Top of Supplied information
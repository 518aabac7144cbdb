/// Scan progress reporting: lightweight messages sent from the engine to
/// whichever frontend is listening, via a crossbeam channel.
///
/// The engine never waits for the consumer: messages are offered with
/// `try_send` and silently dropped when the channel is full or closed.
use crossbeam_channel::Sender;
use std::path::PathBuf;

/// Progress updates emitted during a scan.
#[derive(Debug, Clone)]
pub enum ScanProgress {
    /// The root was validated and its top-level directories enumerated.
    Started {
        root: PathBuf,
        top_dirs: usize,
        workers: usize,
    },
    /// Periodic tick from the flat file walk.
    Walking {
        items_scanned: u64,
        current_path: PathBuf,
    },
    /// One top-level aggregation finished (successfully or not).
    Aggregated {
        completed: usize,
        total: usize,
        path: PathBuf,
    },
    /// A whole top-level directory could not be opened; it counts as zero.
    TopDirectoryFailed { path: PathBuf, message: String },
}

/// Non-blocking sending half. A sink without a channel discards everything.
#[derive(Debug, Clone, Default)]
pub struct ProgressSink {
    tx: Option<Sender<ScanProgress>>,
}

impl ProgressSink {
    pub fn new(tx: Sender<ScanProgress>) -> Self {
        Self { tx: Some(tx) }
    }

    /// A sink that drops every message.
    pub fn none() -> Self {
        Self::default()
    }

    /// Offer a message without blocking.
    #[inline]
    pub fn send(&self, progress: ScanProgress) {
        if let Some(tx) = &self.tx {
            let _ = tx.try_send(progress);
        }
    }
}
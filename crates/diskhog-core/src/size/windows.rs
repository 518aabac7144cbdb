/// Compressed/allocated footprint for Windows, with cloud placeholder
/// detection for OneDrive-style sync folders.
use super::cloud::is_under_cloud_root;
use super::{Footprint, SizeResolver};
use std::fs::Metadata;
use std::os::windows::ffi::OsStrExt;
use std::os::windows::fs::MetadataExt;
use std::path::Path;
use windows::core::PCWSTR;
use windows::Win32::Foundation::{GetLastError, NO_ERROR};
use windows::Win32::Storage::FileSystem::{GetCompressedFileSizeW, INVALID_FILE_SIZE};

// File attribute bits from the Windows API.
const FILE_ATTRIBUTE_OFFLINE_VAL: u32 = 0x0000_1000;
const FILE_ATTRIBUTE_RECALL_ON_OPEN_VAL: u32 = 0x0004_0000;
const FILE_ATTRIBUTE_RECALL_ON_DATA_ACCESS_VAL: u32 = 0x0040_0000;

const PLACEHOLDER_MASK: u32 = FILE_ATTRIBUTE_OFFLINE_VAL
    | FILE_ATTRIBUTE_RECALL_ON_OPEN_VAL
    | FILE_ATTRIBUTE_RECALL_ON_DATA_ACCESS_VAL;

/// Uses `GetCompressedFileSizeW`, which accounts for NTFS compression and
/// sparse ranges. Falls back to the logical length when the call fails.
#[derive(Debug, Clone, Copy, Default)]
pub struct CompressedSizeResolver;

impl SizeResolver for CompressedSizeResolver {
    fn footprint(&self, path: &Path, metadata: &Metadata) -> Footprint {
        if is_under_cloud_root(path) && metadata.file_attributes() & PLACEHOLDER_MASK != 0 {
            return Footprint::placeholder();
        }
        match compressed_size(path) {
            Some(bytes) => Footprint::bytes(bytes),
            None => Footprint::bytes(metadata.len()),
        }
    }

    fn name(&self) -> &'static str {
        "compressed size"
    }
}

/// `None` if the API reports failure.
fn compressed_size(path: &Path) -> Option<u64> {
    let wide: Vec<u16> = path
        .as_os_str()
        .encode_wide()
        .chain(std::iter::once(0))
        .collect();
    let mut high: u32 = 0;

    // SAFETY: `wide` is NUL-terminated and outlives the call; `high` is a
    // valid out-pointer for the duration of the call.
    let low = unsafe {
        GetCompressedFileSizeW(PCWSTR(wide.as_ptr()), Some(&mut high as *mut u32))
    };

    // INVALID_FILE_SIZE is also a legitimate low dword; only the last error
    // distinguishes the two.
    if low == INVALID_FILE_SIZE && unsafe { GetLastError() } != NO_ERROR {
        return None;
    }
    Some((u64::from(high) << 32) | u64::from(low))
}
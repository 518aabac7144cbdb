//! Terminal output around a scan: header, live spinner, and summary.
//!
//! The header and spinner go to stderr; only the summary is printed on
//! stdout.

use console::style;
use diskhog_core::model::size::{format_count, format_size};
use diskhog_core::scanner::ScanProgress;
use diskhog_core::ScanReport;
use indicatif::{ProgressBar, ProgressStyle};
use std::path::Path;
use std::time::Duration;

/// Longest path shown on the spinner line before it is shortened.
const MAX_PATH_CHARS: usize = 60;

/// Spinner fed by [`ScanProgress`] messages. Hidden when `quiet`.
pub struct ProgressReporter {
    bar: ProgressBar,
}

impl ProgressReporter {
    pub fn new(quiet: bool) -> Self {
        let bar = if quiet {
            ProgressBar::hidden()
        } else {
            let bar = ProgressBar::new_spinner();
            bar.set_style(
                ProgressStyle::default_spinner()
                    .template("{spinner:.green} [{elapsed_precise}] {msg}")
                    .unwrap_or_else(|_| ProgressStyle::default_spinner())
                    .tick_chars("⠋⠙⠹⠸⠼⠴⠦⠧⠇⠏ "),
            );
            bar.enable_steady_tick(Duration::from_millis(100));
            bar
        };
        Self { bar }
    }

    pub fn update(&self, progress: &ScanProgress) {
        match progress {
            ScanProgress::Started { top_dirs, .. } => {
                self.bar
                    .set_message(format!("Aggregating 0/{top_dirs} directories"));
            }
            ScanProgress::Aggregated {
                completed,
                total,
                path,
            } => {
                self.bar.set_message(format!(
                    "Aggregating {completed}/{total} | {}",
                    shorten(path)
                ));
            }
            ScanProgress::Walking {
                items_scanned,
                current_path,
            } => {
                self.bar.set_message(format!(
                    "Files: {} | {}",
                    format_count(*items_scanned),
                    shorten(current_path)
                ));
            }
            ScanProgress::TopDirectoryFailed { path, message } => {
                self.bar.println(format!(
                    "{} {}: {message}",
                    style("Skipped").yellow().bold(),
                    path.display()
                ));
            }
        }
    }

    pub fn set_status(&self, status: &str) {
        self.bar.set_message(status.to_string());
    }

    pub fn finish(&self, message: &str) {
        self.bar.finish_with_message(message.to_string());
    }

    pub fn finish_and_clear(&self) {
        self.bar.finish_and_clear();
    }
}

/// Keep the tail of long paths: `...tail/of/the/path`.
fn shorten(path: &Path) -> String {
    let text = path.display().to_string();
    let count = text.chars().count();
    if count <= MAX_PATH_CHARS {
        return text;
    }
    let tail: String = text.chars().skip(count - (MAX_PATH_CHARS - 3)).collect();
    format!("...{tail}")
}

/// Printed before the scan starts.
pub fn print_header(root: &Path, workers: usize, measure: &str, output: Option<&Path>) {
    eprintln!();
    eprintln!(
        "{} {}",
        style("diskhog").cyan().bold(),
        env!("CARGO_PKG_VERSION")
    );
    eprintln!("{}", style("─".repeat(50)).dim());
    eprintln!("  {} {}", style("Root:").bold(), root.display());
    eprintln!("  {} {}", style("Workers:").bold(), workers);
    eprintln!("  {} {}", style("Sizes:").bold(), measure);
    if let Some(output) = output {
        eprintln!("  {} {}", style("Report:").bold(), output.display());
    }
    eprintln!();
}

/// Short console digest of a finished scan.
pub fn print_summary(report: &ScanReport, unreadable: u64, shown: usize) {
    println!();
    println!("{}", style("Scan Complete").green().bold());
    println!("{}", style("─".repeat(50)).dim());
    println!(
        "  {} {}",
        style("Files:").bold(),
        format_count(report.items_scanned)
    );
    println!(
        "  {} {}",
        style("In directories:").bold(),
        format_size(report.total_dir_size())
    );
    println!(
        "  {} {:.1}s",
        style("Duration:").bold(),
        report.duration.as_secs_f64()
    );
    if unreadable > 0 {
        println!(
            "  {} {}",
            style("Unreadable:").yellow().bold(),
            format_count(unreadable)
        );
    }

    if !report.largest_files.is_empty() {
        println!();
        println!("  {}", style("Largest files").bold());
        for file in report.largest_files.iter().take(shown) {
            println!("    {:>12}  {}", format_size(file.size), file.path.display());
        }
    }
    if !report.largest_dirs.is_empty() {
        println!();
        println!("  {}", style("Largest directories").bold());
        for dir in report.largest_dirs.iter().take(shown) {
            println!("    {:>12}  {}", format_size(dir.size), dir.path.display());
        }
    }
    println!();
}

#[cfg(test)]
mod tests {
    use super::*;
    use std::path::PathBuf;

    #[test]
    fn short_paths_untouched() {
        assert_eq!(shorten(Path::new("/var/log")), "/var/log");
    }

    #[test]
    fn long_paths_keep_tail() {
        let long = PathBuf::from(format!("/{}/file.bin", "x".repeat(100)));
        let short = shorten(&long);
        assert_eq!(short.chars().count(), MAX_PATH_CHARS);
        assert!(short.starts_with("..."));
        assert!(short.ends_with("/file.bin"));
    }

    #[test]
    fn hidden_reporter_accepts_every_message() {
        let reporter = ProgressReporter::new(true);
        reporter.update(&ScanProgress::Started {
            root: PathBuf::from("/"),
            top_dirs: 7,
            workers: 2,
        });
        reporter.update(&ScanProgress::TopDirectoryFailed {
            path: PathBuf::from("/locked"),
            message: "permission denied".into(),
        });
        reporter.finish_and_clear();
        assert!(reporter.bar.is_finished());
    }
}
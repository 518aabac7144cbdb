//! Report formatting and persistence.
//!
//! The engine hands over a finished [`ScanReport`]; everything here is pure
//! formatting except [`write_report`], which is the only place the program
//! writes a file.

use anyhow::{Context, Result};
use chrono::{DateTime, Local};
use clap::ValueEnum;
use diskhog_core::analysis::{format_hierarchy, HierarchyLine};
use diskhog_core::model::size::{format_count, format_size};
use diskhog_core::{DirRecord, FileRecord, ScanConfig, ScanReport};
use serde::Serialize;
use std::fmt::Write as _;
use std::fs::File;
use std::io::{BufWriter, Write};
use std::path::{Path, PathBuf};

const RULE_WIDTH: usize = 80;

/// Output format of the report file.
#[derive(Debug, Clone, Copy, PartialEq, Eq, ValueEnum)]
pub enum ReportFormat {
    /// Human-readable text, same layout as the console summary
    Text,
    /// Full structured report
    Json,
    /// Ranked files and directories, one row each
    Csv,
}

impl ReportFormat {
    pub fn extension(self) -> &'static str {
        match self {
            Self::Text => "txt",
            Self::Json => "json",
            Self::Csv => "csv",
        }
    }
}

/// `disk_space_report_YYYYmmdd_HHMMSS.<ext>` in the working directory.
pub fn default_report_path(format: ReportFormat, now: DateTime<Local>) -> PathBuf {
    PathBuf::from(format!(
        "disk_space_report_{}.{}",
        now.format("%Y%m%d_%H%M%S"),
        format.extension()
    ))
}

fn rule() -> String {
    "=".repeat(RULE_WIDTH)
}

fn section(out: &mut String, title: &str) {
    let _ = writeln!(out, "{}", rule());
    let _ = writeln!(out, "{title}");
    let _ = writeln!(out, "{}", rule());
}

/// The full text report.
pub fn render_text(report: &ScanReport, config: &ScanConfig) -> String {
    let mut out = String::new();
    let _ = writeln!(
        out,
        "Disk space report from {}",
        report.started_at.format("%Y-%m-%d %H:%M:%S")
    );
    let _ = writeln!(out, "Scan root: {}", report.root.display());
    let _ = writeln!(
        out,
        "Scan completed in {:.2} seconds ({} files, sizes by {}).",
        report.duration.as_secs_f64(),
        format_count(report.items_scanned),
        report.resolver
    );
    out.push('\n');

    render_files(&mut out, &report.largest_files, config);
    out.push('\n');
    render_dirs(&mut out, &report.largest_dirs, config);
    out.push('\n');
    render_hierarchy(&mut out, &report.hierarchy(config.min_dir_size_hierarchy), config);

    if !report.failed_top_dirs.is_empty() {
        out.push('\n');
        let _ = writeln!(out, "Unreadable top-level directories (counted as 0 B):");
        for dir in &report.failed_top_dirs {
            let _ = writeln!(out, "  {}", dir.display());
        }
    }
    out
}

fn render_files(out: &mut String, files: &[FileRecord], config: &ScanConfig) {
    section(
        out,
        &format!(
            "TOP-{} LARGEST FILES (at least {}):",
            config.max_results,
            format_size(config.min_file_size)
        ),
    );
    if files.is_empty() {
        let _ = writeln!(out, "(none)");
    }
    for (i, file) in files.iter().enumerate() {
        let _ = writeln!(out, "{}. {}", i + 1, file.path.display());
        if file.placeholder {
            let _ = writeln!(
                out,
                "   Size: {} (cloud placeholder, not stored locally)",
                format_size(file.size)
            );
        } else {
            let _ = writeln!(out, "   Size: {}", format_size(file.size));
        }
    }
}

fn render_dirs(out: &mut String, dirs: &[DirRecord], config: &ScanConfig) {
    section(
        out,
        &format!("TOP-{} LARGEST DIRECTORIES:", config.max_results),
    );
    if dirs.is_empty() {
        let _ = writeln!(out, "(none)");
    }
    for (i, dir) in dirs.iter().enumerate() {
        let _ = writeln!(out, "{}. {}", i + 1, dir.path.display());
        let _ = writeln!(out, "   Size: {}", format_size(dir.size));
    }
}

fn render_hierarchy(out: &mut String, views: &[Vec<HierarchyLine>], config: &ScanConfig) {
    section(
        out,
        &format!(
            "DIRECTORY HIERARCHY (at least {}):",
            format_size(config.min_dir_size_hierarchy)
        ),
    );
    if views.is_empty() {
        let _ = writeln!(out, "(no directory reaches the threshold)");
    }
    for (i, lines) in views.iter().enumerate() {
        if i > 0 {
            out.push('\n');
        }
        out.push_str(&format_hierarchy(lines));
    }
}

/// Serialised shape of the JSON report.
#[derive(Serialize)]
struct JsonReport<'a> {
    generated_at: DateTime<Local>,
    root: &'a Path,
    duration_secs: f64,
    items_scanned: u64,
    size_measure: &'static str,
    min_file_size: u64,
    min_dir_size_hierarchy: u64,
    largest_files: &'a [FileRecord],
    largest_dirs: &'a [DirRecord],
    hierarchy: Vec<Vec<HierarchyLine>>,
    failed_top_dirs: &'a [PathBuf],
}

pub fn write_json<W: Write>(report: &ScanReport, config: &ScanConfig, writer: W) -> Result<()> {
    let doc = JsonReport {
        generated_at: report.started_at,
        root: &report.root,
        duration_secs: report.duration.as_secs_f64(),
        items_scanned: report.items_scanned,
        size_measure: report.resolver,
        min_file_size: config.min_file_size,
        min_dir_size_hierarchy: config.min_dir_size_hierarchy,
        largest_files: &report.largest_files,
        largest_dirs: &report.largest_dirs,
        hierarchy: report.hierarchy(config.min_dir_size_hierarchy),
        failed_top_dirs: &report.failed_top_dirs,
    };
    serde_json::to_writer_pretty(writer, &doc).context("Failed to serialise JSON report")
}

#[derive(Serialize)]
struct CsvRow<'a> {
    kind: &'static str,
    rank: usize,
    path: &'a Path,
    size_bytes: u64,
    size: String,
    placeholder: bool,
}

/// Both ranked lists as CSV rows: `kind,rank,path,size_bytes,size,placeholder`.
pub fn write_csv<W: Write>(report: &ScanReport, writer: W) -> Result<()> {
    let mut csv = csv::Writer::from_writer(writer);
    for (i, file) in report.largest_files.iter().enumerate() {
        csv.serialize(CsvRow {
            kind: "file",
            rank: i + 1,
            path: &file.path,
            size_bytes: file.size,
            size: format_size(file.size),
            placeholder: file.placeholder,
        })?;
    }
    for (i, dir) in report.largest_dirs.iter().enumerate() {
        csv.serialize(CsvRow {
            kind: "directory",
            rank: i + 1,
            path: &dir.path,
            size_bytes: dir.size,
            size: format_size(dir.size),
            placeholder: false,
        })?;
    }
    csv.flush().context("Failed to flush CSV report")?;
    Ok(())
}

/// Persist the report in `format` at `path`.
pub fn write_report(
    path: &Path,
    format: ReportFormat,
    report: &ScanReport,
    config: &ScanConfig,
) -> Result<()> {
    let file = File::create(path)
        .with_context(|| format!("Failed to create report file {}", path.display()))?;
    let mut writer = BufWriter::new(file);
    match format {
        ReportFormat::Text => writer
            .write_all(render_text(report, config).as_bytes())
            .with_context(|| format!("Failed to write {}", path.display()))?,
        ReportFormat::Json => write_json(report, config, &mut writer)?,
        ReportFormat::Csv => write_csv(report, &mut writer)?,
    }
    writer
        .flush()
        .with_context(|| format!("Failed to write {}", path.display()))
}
Bottom of Supplied information
__Exercise requirements__. Determine how many lines of the data above contain the string "bool", and answer with the number only.

__Written solution__. 2